**WHAT THE EXERCISE ASKS**
If a line of the data below holds the string "ticker", copy it.

**Saved data entries**
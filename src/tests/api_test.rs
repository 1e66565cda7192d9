//! Unit tests for the API client module
//!
//! Covers client construction, request serialization, response parsing,
//! and error display.

use crate::api::*;
use std::collections::HashMap;

// ============================================================================
// CLIENT CONSTRUCTION
// ============================================================================

#[test]
fn test_client_default_base_url() {
    let client = MeridianClient::new();
    assert_eq!(client.base_url(), "http://localhost:8000");
}

#[test]
fn test_client_with_custom_url() {
    let client = MeridianClient::with_url("http://backend:9000".to_string());
    assert_eq!(client.base_url(), "http://backend:9000");
}

#[test]
fn test_client_new_shared() {
    let client = MeridianClient::new_shared();
    assert_eq!(std::sync::Arc::strong_count(&client), 1);
}

// ============================================================================
// REQUEST SERIALIZATION
// ============================================================================

#[test]
fn test_news_request_serialization() {
    let request = NewsRequest {
        urls: vec![
            "https://www.cnbc.com/market-insider/".to_string(),
            "https://finance.yahoo.com/topic/stock-market-news/".to_string(),
        ],
        topic: "Market Open & Key Movers".to_string(),
    };

    let json: serde_json::Value = serde_json::to_value(&request).unwrap();
    assert_eq!(json["urls"].as_array().unwrap().len(), 2);
    assert_eq!(json["topic"], "Market Open & Key Movers");
}

#[test]
fn test_macro_series_request_serialization() {
    let request = MacroSeriesRequest {
        series_id: "FEDFUNDS".to_string(),
        label: "Federal Funds Rate (Current)".to_string(),
        years: 5,
    };

    let json: serde_json::Value = serde_json::to_value(&request).unwrap();
    assert_eq!(json["series_id"], "FEDFUNDS");
    assert_eq!(json["label"], "Federal Funds Rate (Current)");
    assert_eq!(json["years"], 5);
}

#[test]
fn test_synthesis_request_serialization() {
    let mut grouped = HashMap::new();
    grouped.insert(
        "Monetary".to_string(),
        vec![[
            "Federal Funds Rate (Current)".to_string(),
            "FEDFUNDS".to_string(),
            "Percent".to_string(),
        ]],
    );

    let request = SynthesisRequest {
        grouped_indicators: grouped,
        analysis_focus: "recession risk".to_string(),
    };

    let json: serde_json::Value = serde_json::to_value(&request).unwrap();
    let triple = &json["grouped_indicators"]["Monetary"][0];
    assert_eq!(triple[0], "Federal Funds Rate (Current)");
    assert_eq!(triple[1], "FEDFUNDS");
    assert_eq!(triple[2], "Percent");
    assert_eq!(json["analysis_focus"], "recession risk");
}

// ============================================================================
// RESPONSE PARSING
// ============================================================================

#[test]
fn test_stock_overview_parsing() {
    let json_str = r#"{
        "name": "Apple Inc.",
        "ticker": "AAPL",
        "sector": "Technology",
        "industry": "Consumer Electronics",
        "description": "Apple designs smartphones.",
        "market_cap": 2950000000000.0,
        "pe_ratio": 29.5,
        "dividend_yield": 0.0055,
        "fifty_two_week_high": 199.62,
        "fifty_two_week_low": 124.17,
        "price": 190.0,
        "currency": "USD",
        "website": "https://www.apple.com"
    }"#;
    let overview: StockOverview = serde_json::from_str(json_str).unwrap();

    assert_eq!(overview.ticker, "AAPL");
    assert_eq!(overview.headline(), "Apple Inc. (AAPL)");
    assert!((overview.price.unwrap() - 190.0).abs() < f64::EPSILON);
    assert!((overview.market_cap.unwrap() - 2.95e12).abs() < 1.0);
}

#[test]
fn test_stock_overview_null_fields() {
    // The backend passes provider nulls through untouched
    let json_str = r#"{
        "name": null,
        "ticker": "XYZ",
        "sector": null,
        "industry": null,
        "description": null,
        "market_cap": null,
        "pe_ratio": null,
        "dividend_yield": null,
        "fifty_two_week_high": null,
        "fifty_two_week_low": null,
        "price": null,
        "currency": "USD",
        "website": null
    }"#;
    let overview: StockOverview = serde_json::from_str(json_str).unwrap();

    assert_eq!(overview.headline(), "XYZ");
    assert!(overview.price.is_none());
    assert!(overview.pe_ratio.is_none());
}

#[test]
fn test_price_point_parsing() {
    let json_str = r#"[
        {"date": "2024-01-02", "open": 187.15, "high": 188.44, "low": 183.89, "close": 185.64, "volume": 82488700.0},
        {"date": "2024-01-03", "open": 184.22, "high": 185.88, "low": 183.43, "close": 184.25, "volume": 58414500.0}
    ]"#;
    let history: Vec<PricePoint> = serde_json::from_str(json_str).unwrap();

    assert_eq!(history.len(), 2);
    assert_eq!(history[0].date, "2024-01-02");
    assert!((history[1].close - 184.25).abs() < f64::EPSILON);
}

#[test]
fn test_macro_point_wire_field_names() {
    // DataFrame export capitalizes the keys
    let json_str = r#"[{"Date": "2020-03-01", "Value": 0.65, "Series": "Federal Funds Rate (Current)"}]"#;
    let points: Vec<MacroPoint> = serde_json::from_str(json_str).unwrap();

    assert_eq!(points[0].date, "2020-03-01");
    assert!((points[0].value - 0.65).abs() < f64::EPSILON);
    assert_eq!(points[0].series, "Federal Funds Rate (Current)");
}

#[test]
fn test_financial_period_flattened_metrics() {
    let json_str = r#"{
        "date": "2023-12-31",
        "Total Revenue": 383285000000.0,
        "Net Income": 96995000000.0,
        "Operating Income": null
    }"#;
    let period: FinancialPeriod = serde_json::from_str(json_str).unwrap();

    assert_eq!(period.date, "2023-12-31");
    assert!((period.metric("Total Revenue").unwrap() - 3.83285e11).abs() < 1.0);
    assert!(period.metric("Operating Income").is_none());
    assert!(period.metric("Gross Profit").is_none());
}

#[test]
fn test_news_summary_response_shape() {
    // Flat map: URL -> summary text, plus a timestamp entry
    let json_str = r#"{
        "https://www.cnbc.com/market-insider/": "- Futures point higher",
        "timestamp": "2025-03-14 08:30:00"
    }"#;
    let map: HashMap<String, String> = serde_json::from_str(json_str).unwrap();

    assert_eq!(map.len(), 2);
    assert_eq!(map["timestamp"], "2025-03-14 08:30:00");
}

#[test]
fn test_synthesis_response_parsing() {
    let json_str = r#"{"conclusion": "**Summary of Key Trends:** rates remain restrictive."}"#;
    let response: SynthesisResponse = serde_json::from_str(json_str).unwrap();

    assert!(response.conclusion.contains("Key Trends"));
}

// ============================================================================
// API ERRORS
// ============================================================================

#[test]
fn test_api_error_display() {
    let network = ApiError::Network("connection refused".to_string());
    assert!(network.to_string().contains("connection refused"));

    let parse = ApiError::Parse("expected value".to_string());
    assert!(parse.to_string().contains("parse"));

    let server = ApiError::Server(404, "Stock not found".to_string());
    let rendered = server.to_string();
    assert!(rendered.contains("404"));
    assert!(rendered.contains("Stock not found"));
}

#[test]
fn test_api_error_equality() {
    assert_eq!(
        ApiError::Server(500, "boom".to_string()),
        ApiError::Server(500, "boom".to_string())
    );
    assert_ne!(
        ApiError::Network("a".to_string()),
        ApiError::Parse("a".to_string())
    );
}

**RESPONSE AREA**
        "ticker": "AAPL",
    assert_eq!(overview.ticker, "AAPL");
        "ticker": "XYZ",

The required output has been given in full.